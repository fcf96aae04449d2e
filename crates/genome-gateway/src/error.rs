//! Error types for the genome gateway library.

use std::path::PathBuf;
use thiserror::Error;

/// Main error type for gateway operations.
///
/// Region validation itself never surfaces these: a failed backend lookup is
/// folded into the outcome as an unknown region. They are returned by the
/// backends, configuration loading and fixture parsing.
#[derive(Debug, Error)]
pub enum GatewayError {
    /// Error reading or accessing a file.
    #[error("IO error for '{path}': {source}")]
    Io {
        path: PathBuf,
        #[source]
        source: std::io::Error,
    },

    /// The metadata backend answered, but not with something usable.
    #[error("Backend error describing region '{region_name}' of genome '{genome_id}': {message}")]
    Backend {
        genome_id: String,
        region_name: String,
        message: String,
    },

    /// Transport error from the HTTP client.
    #[error("HTTP error: {0}")]
    Http(#[from] reqwest::Error),

    /// Configuration error.
    #[error("Configuration error: {0}")]
    Config(String),

    /// Malformed region fixture.
    #[error("Fixture error: {0}")]
    Fixture(String),

    /// JSON serialization/deserialization error.
    #[error("JSON error: {0}")]
    Json(#[from] serde_json::Error),
}

/// Result type alias for gateway operations.
pub type Result<T> = std::result::Result<T, GatewayError>;
use folio_config::{ConfigError, SiteConfig};
use folio_motion::{Categorized, FilterState, Threshold, ALL_CATEGORY};

const MINIMAL: &str = r#"
[experience]
label = "EXPERIENCE"
heading = "Leadership"

[languages]
label = "LANGUAGES"
heading = "Multilingual"

[portfolio]
label = "PORTFOLIO"
heading = "Works"
categories = ["All", "Logo Design"]

[[portfolio.items]]
title = "One"
category = "Logo Design"
image = "/images/one.png"

[contact]
label = "CONTACT"
heading = "Get In"
email = "someone@example.com"
"#;

#[test]
fn embedded_site_loads() {
    let config = SiteConfig::embedded().unwrap();

    assert_eq!(config.site.title, "Md Asif Khan - Portfolio");
    assert_eq!(config.experience.entries.len(), 4);
    assert_eq!(config.languages.languages.len(), 4);
    assert_eq!(config.portfolio.categories.len(), 8);
    assert_eq!(config.portfolio.items.len(), 28);
    assert_eq!(config.contact.heading.full(), "Get In Touch");
    assert_eq!(config.motion.thresholds.experience, Threshold::new(0.8));
}

#[test]
fn embedded_logo_filter() {
    let config = SiteConfig::embedded().unwrap();
    let logos = FilterState::filtered("Logo Design", &config.portfolio.items);

    let keys: Vec<&str> = logos.iter().map(|k| k.as_str()).collect();
    assert_eq!(
        keys,
        [
            "portfolio/the-foreshadow-logo",
            "portfolio/mcc-logo",
            "portfolio/mcc-ai-logo",
            "portfolio/finish-the-juice-logo",
        ]
    );
    assert_eq!(config.portfolio.count_in(ALL_CATEGORY), 28);
    assert_eq!(config.portfolio.count_in("Creative Design"), 6);
}

#[test]
fn defaults_fill_optional_tables() {
    let config = SiteConfig::from_toml(MINIMAL).unwrap();
    assert_eq!(config.site.language, "en");
    assert_eq!(config.motion.stagger_ms, 100.0);
    assert_eq!(config.portfolio.items[0].item_key().as_str(), "portfolio/one");
    assert_eq!(config.portfolio.items[0].category(), "Logo Design");
}

#[test]
fn unknown_category_is_rejected() {
    let text = MINIMAL.replace("category = \"Logo Design\"", "category = \"Sculpture\"");
    let err = SiteConfig::from_toml(&text).unwrap_err();
    assert!(matches!(
        err,
        ConfigError::UnknownCategory { ref category, .. } if category == "Sculpture"
    ));
}

#[test]
fn duplicate_slug_is_rejected() {
    let text = format!(
        r#"{MINIMAL}
[[portfolio.items]]
title = "Two"
category = "Logo Design"
image = "/other/one.jpg"
"#
    );
    let err = SiteConfig::from_toml(&text).unwrap_err();
    assert!(matches!(err, ConfigError::DuplicateKey { section: "portfolio", .. }));
}

#[test]
fn missing_all_category_is_rejected() {
    let text = MINIMAL.replace(
        "categories = [\"All\", \"Logo Design\"]",
        "categories = [\"Logo Design\"]",
    );
    assert!(matches!(SiteConfig::from_toml(&text), Err(ConfigError::Invalid(_))));
}

#[test]
fn malformed_toml_is_a_parse_error() {
    assert!(matches!(SiteConfig::from_toml("[experience"), Err(ConfigError::Parse(_))));
}

#[test]
fn missing_file_is_an_io_error() {
    let err = SiteConfig::load(std::path::Path::new("/nonexistent/folio.toml")).unwrap_err();
    assert!(matches!(err, ConfigError::Io { .. }));
    assert!(err.to_string().contains("/nonexistent/folio.toml"));
}
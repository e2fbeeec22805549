//! Folio Motion
//!
//! Scroll-synchronized motion for content sections:
//!
//! - **Intersection**: threshold crossings for mounted elements
//! - **Registry**: one subscription plus one lazily built timeline per element
//! - **Reveal / Progress**: staggered entrances and progress-bar widths
//! - **Velocity**: damped skew derived from scroll speed
//! - **Rebind**: dispose-then-bind when a filter changes the rendered set
//!
//! # Example
//!
//! ```
//! use folio_animation::AnimationScheduler;
//! use folio_motion::{
//!     bind_section, AnimationRegistry, ElementBounds, ItemKey, MountedElements, RevealSpec,
//!     Viewport,
//! };
//!
//! let scheduler = AnimationScheduler::new();
//! let mut registry = AnimationRegistry::new("contact", scheduler.handle());
//!
//! let mut elements = MountedElements::new();
//! let key = ItemKey::scoped("contact", "email");
//! elements.mount(key.clone(), ElementBounds::new(1200.0, 80.0));
//!
//! let spec = RevealSpec::new().offset(0.0, 50.0);
//! let handles = bind_section(&mut registry, &[key], &spec, &elements);
//!
//! registry.sync(&Viewport::new(600.0, 800.0), &elements);
//! scheduler.tick_with(16.0);
//! assert_eq!(registry.plays(handles[0]), 1);
//! ```

pub mod element;
pub mod intersection;
pub mod progress;
pub mod rebind;
pub mod registry;
pub mod reveal;
pub mod velocity;

pub use element::{ElementBounds, ElementLookup, ItemKey, MountedElements, Viewport};
pub use intersection::{
    Crossing, IntersectionEvent, IntersectionTracker, ParseThresholdError, SubscriptionId,
    Threshold,
};
pub use progress::{bind_progress, ProgressSpec};
pub use rebind::{Categorized, FilterState, FilterableCollection, RebindReport, ALL_CATEGORY};
pub use registry::{
    AnimationHandle, AnimationRegistry, BindingAction, BindingEvent, BindingState,
    TimelineBuilder,
};
pub use reveal::{bind_section, RevealRole, RevealSpec};
pub use velocity::{
    SkewPhase, SkewTarget, VelocityConfig, VelocityController, VelocityEvent, VelocityState,
};
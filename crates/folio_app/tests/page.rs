//! Page-level scroll sessions against the bundled site

use folio_app::{FolioError, FormError, FormStatus, Page, PageOptions, SectionMotion};
use folio_config::SiteConfig;
use folio_motion::{BindingAction, BindingState, ItemKey, ALL_CATEGORY};
use std::time::Duration;

const FRAME: Duration = Duration::from_millis(16);

struct Session {
    page: Page,
    now: Duration,
}

impl Session {
    fn new() -> Self {
        let _ = tracing_subscriber::fmt()
            .with_env_filter("folio_app=debug,folio_motion=debug")
            .with_test_writer()
            .try_init();

        let config = SiteConfig::embedded().unwrap();
        let mut page = Page::new(config, PageOptions::default());
        page.mount();
        Self {
            page,
            now: Duration::ZERO,
        }
    }

    fn scroll(&mut self, y: f32) -> Vec<folio_motion::BindingEvent> {
        self.now += FRAME;
        let events = self.page.scroll_to(y, self.now);
        self.page.frame(self.now);
        events
    }

    fn idle(&mut self, duration: Duration) {
        let end = self.now + duration;
        while self.now < end {
            self.now += FRAME;
            self.page.frame(self.now);
        }
    }

    fn section(&self, name: &str) -> &dyn SectionMotion {
        self.page
            .sections()
            .into_iter()
            .find(|s| s.name() == name)
            .unwrap()
    }
}

#[test]
fn mount_binds_every_section() {
    let session = Session::new();
    let page = &session.page;

    assert!(page.is_mounted());
    assert_eq!(session.section("experience").live_handles(), 4);
    assert_eq!(session.section("languages").live_handles(), 8);
    assert_eq!(session.section("portfolio").live_handles(), 28);
    assert_eq!(session.section("contact").live_handles(), 3);
    assert_eq!(page.live_handles(), 43);

    // Nothing is near the top of the page, so nothing has been built yet
    assert!(page.element_reports().iter().all(|r| r.state == BindingState::Armed));
    assert_eq!(page.scheduler().timeline_count(), 0);
}

#[test]
fn logo_filter_reveals_each_logo_once() {
    let mut session = Session::new();
    let report = session.page.select_category("Logo Design").unwrap();
    assert_eq!(report.disposed, 28);
    assert_eq!(report.bound, 4);
    assert_eq!(report.removed.len(), 24);
    assert_eq!(session.page.portfolio().active_category(), "Logo Design");

    let visible: Vec<&str> = session
        .page
        .portfolio()
        .visible()
        .iter()
        .map(ItemKey::as_str)
        .collect();
    assert_eq!(
        visible,
        [
            "portfolio/the-foreshadow-logo",
            "portfolio/mcc-logo",
            "portfolio/mcc-ai-logo",
            "portfolio/finish-the-juice-logo",
        ]
    );

    let mut plays = 0;
    let mut y = 0.0;
    while y < 9000.0 {
        plays += session
            .scroll(y)
            .iter()
            .filter(|e| e.key.as_str().starts_with("portfolio/") && e.action == BindingAction::Play)
            .count();
        y += 150.0;
    }
    assert_eq!(plays, 4);

    let portfolio = session.section("portfolio");
    for handle in portfolio.handles() {
        assert_eq!(portfolio.registry().plays(handle), 1);
    }
}

#[test]
fn scrolling_back_reverses_experience() {
    let mut session = Session::new();

    let events = session.scroll(3000.0);
    let entered: Vec<_> = events
        .iter()
        .filter(|e| e.key.as_str().starts_with("experience/"))
        .collect();
    assert_eq!(entered.len(), 4);
    assert!(entered.iter().all(|e| e.action == BindingAction::Play));
    session.idle(Duration::from_millis(900));

    let events = session.scroll(0.0);
    assert_eq!(events.len(), 4);
    assert!(events.iter().all(|e| e.action == BindingAction::Reverse));
    session.idle(Duration::from_millis(900));

    let experience = session.section("experience");
    for handle in experience.handles() {
        assert_eq!(experience.registry().state(handle), BindingState::Reversed);
        assert_eq!(experience.registry().plays(handle), 1);
        let value = experience.registry().value(handle).unwrap();
        assert_eq!(value.opacity, Some(0.0));
        assert_eq!(value.translate_x.map(f32::abs), Some(100.0));
    }
}

#[test]
fn progress_bars_fill_to_their_declared_width() {
    let mut session = Session::new();
    session.scroll(4500.0);
    session.idle(Duration::from_millis(1200));

    let widths: Vec<f32> = session
        .page
        .element_reports()
        .into_iter()
        .filter(|r| r.key.as_str().ends_with("/bar"))
        .filter_map(|r| r.value.and_then(|v| v.width_percent))
        .collect();
    assert_eq!(widths, [100.0, 85.0, 60.0, 40.0]);
}

#[test]
fn velocity_skew_settles_after_scrolling_stops() {
    let mut session = Session::new();
    for step in 1..=20 {
        session.scroll(step as f32 * 80.0);
    }
    assert!(session.page.skew_deg() > 0.5);
    assert!(session.page.skew_deg() <= 3.0);

    session.idle(Duration::from_millis(2000));
    assert!(session.page.skew_deg().abs() < 1e-3);
}

#[test]
fn repeated_filtering_keeps_one_subscription_per_tile() {
    let mut session = Session::new();
    let categories = [
        "Sports Design",
        "Creative Design",
        "Creative Design",
        ALL_CATEGORY,
        "Political Design",
    ];
    for category in categories {
        session.page.select_category(category).unwrap();
        session.scroll(7000.0);

        let portfolio = session.section("portfolio");
        let visible = session.page.portfolio().visible();
        assert_eq!(portfolio.registry().subscription_count(), visible.len());
        for key in visible {
            assert_eq!(portfolio.registry().subscriptions_for(key), 1);
        }
    }
}

#[test]
fn filtering_pulls_scroll_back_inside_shorter_page() {
    let mut session = Session::new();
    session.scroll(100_000.0);
    let bottom = session.page.layout().total_height() - session.page.viewport().height;
    assert_eq!(session.page.scroll_y(), bottom);

    session.page.select_category("Logo Design").unwrap();
    let new_bottom = session.page.layout().total_height() - session.page.viewport().height;
    assert!(new_bottom < bottom);
    assert_eq!(session.page.scroll_y(), new_bottom);
    assert_eq!(session.page.viewport().scroll_y, new_bottom);
}

#[test]
fn empty_contact_submission_is_rejected() {
    let mut session = Session::new();
    let now = session.now;
    assert!(matches!(
        session.page.submit_contact(now),
        Err(FolioError::Form(FormError::MissingField("name")))
    ));
    assert_eq!(session.page.form().status(), FormStatus::Editing);
}

#[test]
fn unknown_category_is_rejected() {
    let mut session = Session::new();
    let err = session.page.select_category("Sculpture").unwrap_err();
    assert!(matches!(err, FolioError::UnknownCategory(ref c) if c == "Sculpture"));
    assert_eq!(session.page.portfolio().active_category(), ALL_CATEGORY);
}

#[test]
fn teardown_disposes_everything_once() {
    let mut session = Session::new();
    session.scroll(3000.0);

    assert_eq!(session.page.teardown(), 43);
    assert_eq!(session.page.teardown(), 0);
    assert_eq!(session.page.live_handles(), 0);
    assert_eq!(session.page.skew_deg(), 0.0);
    assert!(!session.page.scheduler().has_active_animations());

    assert!(session.page.scroll_to(5000.0, Duration::from_secs(10)).is_empty());
    assert!(matches!(
        session.page.select_category(ALL_CATEGORY),
        Err(FolioError::NotMounted)
    ));
}

#[test]
fn contact_form_resets_after_confirmation() {
    let mut session = Session::new();
    session.page.form_mut().edit(|fields| {
        fields.name = "Alam".to_string();
        fields.email = "alam@example.com".to_string();
        fields.subject = "Hello".to_string();
        fields.message = "Open to a chat?".to_string();
    });

    let now = session.now;
    session.page.submit_contact(now).unwrap();
    assert!(matches!(
        session.page.submit_contact(now),
        Err(FolioError::Form(FormError::AlreadySubmitted))
    ));
    session.idle(Duration::from_millis(2900));
    assert!(session.page.form().is_submitted());

    session.idle(Duration::from_millis(200));
    assert_eq!(session.page.form().status(), FormStatus::Editing);
    assert!(session.page.form().fields().name.is_empty());
}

• [Exercise requirements]
Would you show all lines of the material above that contain the word "FolioError"?

• [Result for this exercise]
use folio_app::{FolioError, FormError, FormStatus, Page, PageOptions, SectionMotion};
        Err(FolioError::Form(FormError::MissingField("name")))
    assert!(matches!(err, FolioError::UnknownCategory(ref c) if c == "Sculpture"));
        Err(FolioError::NotMounted)
        Err(FolioError::Form(FormError::AlreadySubmitted))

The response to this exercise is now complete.